With no line left out, restate the data word for word.

(Stored data)
=-=-=
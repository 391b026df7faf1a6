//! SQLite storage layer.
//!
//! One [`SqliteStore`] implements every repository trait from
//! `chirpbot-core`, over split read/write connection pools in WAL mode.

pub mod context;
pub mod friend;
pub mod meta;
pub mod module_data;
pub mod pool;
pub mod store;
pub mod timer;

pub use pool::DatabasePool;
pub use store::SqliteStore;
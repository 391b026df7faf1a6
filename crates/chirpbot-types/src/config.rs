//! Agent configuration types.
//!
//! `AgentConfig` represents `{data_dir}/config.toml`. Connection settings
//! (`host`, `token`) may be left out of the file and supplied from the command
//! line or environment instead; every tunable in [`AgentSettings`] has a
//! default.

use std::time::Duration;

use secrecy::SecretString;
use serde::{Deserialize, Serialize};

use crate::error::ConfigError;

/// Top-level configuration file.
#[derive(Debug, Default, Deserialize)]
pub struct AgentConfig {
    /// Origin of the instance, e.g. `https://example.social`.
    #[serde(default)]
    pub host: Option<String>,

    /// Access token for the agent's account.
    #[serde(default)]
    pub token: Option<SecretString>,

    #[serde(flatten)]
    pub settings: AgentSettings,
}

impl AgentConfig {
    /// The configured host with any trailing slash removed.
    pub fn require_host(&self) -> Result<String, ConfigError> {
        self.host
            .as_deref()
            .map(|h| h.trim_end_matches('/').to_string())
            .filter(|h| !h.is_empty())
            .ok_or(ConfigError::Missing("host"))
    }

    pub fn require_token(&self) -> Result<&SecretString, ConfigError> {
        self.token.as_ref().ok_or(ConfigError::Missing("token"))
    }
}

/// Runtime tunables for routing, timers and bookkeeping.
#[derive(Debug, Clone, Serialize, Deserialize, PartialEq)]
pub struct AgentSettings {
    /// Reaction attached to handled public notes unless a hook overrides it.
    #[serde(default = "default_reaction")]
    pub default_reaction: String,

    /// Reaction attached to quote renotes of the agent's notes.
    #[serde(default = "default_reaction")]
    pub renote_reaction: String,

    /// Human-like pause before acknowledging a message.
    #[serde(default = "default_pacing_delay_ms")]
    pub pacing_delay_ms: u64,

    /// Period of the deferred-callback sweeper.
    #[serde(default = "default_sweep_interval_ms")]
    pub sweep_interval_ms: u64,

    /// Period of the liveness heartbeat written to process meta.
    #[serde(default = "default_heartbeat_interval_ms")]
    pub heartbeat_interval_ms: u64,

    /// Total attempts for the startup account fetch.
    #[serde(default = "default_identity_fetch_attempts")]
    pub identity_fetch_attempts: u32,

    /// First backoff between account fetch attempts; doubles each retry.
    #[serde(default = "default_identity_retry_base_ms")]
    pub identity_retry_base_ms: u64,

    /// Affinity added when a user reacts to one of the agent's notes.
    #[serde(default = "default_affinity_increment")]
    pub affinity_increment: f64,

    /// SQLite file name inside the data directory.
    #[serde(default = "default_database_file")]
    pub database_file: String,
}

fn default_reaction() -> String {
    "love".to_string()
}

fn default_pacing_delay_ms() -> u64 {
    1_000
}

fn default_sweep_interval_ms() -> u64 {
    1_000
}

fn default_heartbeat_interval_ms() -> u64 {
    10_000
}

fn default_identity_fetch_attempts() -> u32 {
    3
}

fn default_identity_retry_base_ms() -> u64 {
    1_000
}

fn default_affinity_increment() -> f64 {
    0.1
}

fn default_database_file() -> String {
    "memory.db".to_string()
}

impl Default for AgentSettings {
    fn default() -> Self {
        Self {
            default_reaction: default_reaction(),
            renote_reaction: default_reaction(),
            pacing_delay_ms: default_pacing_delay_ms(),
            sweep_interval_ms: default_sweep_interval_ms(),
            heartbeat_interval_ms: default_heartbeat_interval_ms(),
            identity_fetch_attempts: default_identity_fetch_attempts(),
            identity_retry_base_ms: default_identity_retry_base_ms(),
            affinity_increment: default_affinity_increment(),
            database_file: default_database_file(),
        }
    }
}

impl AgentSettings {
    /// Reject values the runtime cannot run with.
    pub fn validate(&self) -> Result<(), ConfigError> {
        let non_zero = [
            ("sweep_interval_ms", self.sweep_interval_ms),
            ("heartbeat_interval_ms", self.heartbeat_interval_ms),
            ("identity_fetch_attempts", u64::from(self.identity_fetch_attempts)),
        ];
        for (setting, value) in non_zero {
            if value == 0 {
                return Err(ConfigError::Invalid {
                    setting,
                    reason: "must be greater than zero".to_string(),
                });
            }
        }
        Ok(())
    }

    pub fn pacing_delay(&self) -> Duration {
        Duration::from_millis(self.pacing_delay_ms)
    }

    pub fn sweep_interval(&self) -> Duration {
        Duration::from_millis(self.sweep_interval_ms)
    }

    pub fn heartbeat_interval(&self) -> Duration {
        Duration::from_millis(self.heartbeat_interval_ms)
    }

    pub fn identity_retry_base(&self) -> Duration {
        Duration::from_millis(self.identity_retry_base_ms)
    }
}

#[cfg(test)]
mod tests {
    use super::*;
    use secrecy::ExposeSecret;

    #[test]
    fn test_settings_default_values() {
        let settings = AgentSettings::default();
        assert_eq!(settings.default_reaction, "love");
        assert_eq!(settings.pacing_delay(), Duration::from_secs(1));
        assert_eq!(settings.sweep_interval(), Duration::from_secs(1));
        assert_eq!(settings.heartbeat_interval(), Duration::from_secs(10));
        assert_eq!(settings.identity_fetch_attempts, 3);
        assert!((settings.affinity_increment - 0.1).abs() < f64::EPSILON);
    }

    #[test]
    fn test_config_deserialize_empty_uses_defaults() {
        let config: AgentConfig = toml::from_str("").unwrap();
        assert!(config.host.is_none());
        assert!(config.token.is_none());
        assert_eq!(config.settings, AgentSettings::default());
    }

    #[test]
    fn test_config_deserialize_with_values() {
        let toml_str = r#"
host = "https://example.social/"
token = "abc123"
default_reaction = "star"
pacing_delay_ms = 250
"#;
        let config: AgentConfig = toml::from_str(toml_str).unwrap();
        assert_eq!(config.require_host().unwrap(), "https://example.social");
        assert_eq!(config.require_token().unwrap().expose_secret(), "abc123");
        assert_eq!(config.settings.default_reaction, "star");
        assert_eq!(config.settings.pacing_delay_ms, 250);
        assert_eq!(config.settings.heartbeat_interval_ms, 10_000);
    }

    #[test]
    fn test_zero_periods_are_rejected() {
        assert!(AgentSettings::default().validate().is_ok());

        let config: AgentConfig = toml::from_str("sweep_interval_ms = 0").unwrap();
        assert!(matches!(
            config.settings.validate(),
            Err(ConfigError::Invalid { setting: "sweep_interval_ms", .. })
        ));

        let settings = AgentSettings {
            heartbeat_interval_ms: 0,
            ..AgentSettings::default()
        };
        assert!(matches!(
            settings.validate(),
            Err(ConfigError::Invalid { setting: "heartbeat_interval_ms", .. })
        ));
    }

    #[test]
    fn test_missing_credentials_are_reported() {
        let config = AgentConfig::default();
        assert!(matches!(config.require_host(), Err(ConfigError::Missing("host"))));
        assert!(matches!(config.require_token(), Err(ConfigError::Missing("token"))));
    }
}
=-=-=
_Response area_:
repository 391b026df7faf1a6
//! SQLite storage layer.
//!
//! One [`SqliteStore`] implements every repository trait from
//! `chirpbot-core`, over split read/write connection pools in WAL mode.

pub mod context;
pub mod friend;
pub mod meta;
pub mod module_data;
pub mod pool;
pub mod store;
pub mod timer;

pub use pool::DatabasePool;
pub use store::SqliteStore;
repository 391b026df7faf1a6
filename crates/chirpbot-types/src/config.rs
//! Agent configuration types.
//!
//! `AgentConfig` represents `{data_dir}/config.toml`. Connection settings
//! (`host`, `token`) may be left out of the file and supplied from the command
//! line or environment instead; every tunable in [`AgentSettings`] has a
//! default.

use std::time::Duration;

use secrecy::SecretString;
use serde::{Deserialize, Serialize};

use crate::error::ConfigError;

/// Top-level configuration file.
#[derive(Debug, Default, Deserialize)]
pub struct AgentConfig {
    /// Origin of the instance, e.g. `https://example.social`.
    #[serde(default)]
    pub host: Option<String>,

    /// Access token for the agent's account.
    #[serde(default)]
    pub token: Option<SecretString>,

    #[serde(flatten)]
    pub settings: AgentSettings,
}

impl AgentConfig {
    /// The configured host with any trailing slash removed.
    pub fn require_host(&self) -> Result<String, ConfigError> {
        self.host
            .as_deref()
            .map(|h| h.trim_end_matches('/').to_string())
            .filter(|h| !h.is_empty())
            .ok_or(ConfigError::Missing("host"))
    }

    pub fn require_token(&self) -> Result<&SecretString, ConfigError> {
        self.token.as_ref().ok_or(ConfigError::Missing("token"))
    }
}

/// Runtime tunables for routing, timers and bookkeeping.
#[derive(Debug, Clone, Serialize, Deserialize, PartialEq)]
pub struct AgentSettings {
    /// Reaction attached to handled public notes unless a hook overrides it.
    #[serde(default = "default_reaction")]
    pub default_reaction: String,

    /// Reaction attached to quote renotes of the agent's notes.
    #[serde(default = "default_reaction")]
    pub renote_reaction: String,

    /// Human-like pause before acknowledging a message.
    #[serde(default = "default_pacing_delay_ms")]
    pub pacing_delay_ms: u64,

    /// Period of the deferred-callback sweeper.
    #[serde(default = "default_sweep_interval_ms")]
    pub sweep_interval_ms: u64,

    /// Period of the liveness heartbeat written to process meta.
    #[serde(default = "default_heartbeat_interval_ms")]
    pub heartbeat_interval_ms: u64,

    /// Total attempts for the startup account fetch.
    #[serde(default = "default_identity_fetch_attempts")]
    pub identity_fetch_attempts: u32,

    /// First backoff between account fetch attempts; doubles each retry.
    #[serde(default = "default_identity_retry_base_ms")]
    pub identity_retry_base_ms: u64,

    /// Affinity added when a user reacts to one of the agent's notes.
    #[serde(default = "default_affinity_increment")]
    pub affinity_increment: f64,

    /// SQLite file name inside the data directory.
    #[serde(default = "default_database_file")]
    pub database_file: String,
}

fn default_reaction() -> String {
    "love".to_string()
}

fn default_pacing_delay_ms() -> u64 {
    1_000
}

fn default_sweep_interval_ms() -> u64 {
    1_000
}

fn default_heartbeat_interval_ms() -> u64 {
    10_000
}

fn default_identity_fetch_attempts() -> u32 {
    3
}

fn default_identity_retry_base_ms() -> u64 {
    1_000
}

fn default_affinity_increment() -> f64 {
    0.1
}

fn default_database_file() -> String {
    "memory.db".to_string()
}

impl Default for AgentSettings {
    fn default() -> Self {
        Self {
            default_reaction: default_reaction(),
            renote_reaction: default_reaction(),
            pacing_delay_ms: default_pacing_delay_ms(),
            sweep_interval_ms: default_sweep_interval_ms(),
            heartbeat_interval_ms: default_heartbeat_interval_ms(),
            identity_fetch_attempts: default_identity_fetch_attempts(),
            identity_retry_base_ms: default_identity_retry_base_ms(),
            affinity_increment: default_affinity_increment(),
            database_file: default_database_file(),
        }
    }
}

impl AgentSettings {
    /// Reject values the runtime cannot run with.
    pub fn validate(&self) -> Result<(), ConfigError> {
        let non_zero = [
            ("sweep_interval_ms", self.sweep_interval_ms),
            ("heartbeat_interval_ms", self.heartbeat_interval_ms),
            ("identity_fetch_attempts", u64::from(self.identity_fetch_attempts)),
        ];
        for (setting, value) in non_zero {
            if value == 0 {
                return Err(ConfigError::Invalid {
                    setting,
                    reason: "must be greater than zero".to_string(),
                });
            }
        }
        Ok(())
    }

    pub fn pacing_delay(&self) -> Duration {
        Duration::from_millis(self.pacing_delay_ms)
    }

    pub fn sweep_interval(&self) -> Duration {
        Duration::from_millis(self.sweep_interval_ms)
    }

    pub fn heartbeat_interval(&self) -> Duration {
        Duration::from_millis(self.heartbeat_interval_ms)
    }

    pub fn identity_retry_base(&self) -> Duration {
        Duration::from_millis(self.identity_retry_base_ms)
    }
}

#[cfg(test)]
mod tests {
    use super::*;
    use secrecy::ExposeSecret;

    #[test]
    fn test_settings_default_values() {
        let settings = AgentSettings::default();
        assert_eq!(settings.default_reaction, "love");
        assert_eq!(settings.pacing_delay(), Duration::from_secs(1));
        assert_eq!(settings.sweep_interval(), Duration::from_secs(1));
        assert_eq!(settings.heartbeat_interval(), Duration::from_secs(10));
        assert_eq!(settings.identity_fetch_attempts, 3);
        assert!((settings.affinity_increment - 0.1).abs() < f64::EPSILON);
    }

    #[test]
    fn test_config_deserialize_empty_uses_defaults() {
        let config: AgentConfig = toml::from_str("").unwrap();
        assert!(config.host.is_none());
        assert!(config.token.is_none());
        assert_eq!(config.settings, AgentSettings::default());
    }

    #[test]
    fn test_config_deserialize_with_values() {
        let toml_str = r#"
host = "https://example.social/"
token = "abc123"
default_reaction = "star"
pacing_delay_ms = 250
"#;
        let config: AgentConfig = toml::from_str(toml_str).unwrap();
        assert_eq!(config.require_host().unwrap(), "https://example.social");
        assert_eq!(config.require_token().unwrap().expose_secret(), "abc123");
        assert_eq!(config.settings.default_reaction, "star");
        assert_eq!(config.settings.pacing_delay_ms, 250);
        assert_eq!(config.settings.heartbeat_interval_ms, 10_000);
    }

    #[test]
    fn test_zero_periods_are_rejected() {
        assert!(AgentSettings::default().validate().is_ok());

        let config: AgentConfig = toml::from_str("sweep_interval_ms = 0").unwrap();
        assert!(matches!(
            config.settings.validate(),
            Err(ConfigError::Invalid { setting: "sweep_interval_ms", .. })
        ));

        let settings = AgentSettings {
            heartbeat_interval_ms: 0,
            ..AgentSettings::default()
        };
        assert!(matches!(
            settings.validate(),
            Err(ConfigError::Invalid { setting: "heartbeat_interval_ms", .. })
        ));
    }

    #[test]
    fn test_missing_credentials_are_reported() {
        let config = AgentConfig::default();
        assert!(matches!(config.require_host(), Err(ConfigError::Missing("host"))));
        assert!(matches!(config.require_token(), Err(ConfigError::Missing("token"))));
    }
}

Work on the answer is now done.